**Problem statement:**
From the entries below, transcribe exactly the lines between the line holding "self.api_token.as_ref().is_some_and(|t| !t.trim().is_empty())" and the line holding "in a header.", inclusive; skip all other lines.
== Information shown
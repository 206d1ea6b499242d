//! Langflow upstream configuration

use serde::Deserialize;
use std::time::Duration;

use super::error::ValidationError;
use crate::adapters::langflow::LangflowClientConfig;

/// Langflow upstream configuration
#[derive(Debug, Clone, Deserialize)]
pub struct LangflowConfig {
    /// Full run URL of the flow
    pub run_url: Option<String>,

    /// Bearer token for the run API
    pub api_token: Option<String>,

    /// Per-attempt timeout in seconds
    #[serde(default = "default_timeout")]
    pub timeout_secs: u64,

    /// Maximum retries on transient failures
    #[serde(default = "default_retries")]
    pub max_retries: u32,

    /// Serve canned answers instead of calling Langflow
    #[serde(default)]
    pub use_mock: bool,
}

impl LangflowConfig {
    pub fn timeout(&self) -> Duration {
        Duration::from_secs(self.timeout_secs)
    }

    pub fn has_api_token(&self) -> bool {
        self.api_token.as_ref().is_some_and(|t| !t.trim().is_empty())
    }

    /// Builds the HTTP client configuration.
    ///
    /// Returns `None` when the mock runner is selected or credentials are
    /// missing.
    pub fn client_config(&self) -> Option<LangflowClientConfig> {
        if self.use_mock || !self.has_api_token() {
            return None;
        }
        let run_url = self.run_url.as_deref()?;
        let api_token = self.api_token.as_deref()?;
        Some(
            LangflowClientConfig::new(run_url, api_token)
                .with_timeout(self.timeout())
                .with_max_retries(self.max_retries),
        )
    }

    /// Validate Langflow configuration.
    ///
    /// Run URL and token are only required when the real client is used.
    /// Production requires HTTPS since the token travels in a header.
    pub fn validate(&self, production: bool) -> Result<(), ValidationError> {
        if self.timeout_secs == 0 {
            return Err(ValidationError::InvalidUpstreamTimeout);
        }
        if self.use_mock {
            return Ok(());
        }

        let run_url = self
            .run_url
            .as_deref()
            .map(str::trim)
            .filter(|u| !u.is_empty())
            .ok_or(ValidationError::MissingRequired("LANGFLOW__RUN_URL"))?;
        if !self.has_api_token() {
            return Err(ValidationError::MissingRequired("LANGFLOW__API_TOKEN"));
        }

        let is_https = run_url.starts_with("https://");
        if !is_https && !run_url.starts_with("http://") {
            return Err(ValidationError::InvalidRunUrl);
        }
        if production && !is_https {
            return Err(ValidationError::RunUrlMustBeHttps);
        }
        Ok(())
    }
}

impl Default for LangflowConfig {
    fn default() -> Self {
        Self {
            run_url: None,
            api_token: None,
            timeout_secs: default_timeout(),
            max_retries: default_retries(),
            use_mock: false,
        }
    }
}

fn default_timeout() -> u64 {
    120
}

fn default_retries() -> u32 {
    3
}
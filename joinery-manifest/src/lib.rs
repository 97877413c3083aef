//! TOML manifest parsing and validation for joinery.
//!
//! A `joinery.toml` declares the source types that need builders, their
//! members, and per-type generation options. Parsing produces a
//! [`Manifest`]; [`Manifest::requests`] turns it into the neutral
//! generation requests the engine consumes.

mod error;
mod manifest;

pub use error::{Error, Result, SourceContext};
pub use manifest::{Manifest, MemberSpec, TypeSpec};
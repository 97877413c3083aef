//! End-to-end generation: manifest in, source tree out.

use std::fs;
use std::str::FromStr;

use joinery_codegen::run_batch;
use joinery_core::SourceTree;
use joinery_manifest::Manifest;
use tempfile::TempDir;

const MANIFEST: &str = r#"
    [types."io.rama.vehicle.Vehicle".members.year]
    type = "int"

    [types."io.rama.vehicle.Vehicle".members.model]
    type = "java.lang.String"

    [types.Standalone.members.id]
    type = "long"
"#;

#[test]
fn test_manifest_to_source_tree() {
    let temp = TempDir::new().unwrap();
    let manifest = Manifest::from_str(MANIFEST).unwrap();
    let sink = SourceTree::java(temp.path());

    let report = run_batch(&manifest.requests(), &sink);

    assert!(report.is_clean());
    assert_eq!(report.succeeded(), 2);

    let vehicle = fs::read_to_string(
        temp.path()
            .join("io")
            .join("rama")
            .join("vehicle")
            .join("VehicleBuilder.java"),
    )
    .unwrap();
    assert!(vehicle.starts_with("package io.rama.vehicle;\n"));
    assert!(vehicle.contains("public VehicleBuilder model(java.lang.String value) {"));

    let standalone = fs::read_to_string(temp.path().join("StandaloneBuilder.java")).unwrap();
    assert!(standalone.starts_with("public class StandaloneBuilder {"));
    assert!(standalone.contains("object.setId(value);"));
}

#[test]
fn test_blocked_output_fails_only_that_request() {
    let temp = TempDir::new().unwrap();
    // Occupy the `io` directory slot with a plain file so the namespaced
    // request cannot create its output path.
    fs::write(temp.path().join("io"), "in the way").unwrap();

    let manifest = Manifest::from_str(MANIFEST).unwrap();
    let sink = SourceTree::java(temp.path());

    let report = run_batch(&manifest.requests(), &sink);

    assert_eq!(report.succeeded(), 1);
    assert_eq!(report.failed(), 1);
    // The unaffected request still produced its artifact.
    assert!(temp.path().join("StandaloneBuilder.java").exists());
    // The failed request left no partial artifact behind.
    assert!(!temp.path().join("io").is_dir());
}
====
**Exercise result:**
        self.api_token.as_ref().is_some_and(|t| !t.trim().is_empty())
    }

    /// Builds the HTTP client configuration.
    ///
    /// Returns `None` when the mock runner is selected or credentials are
    /// missing.
    pub fn client_config(&self) -> Option<LangflowClientConfig> {
        if self.use_mock || !self.has_api_token() {
            return None;
        }
        let run_url = self.run_url.as_deref()?;
        let api_token = self.api_token.as_deref()?;
        Some(
            LangflowClientConfig::new(run_url, api_token)
                .with_timeout(self.timeout())
                .with_max_retries(self.max_retries),
        )
    }

    /// Validate Langflow configuration.
    ///
    /// Run URL and token are only required when the real client is used.
    /// Production requires HTTPS since the token travels in a header.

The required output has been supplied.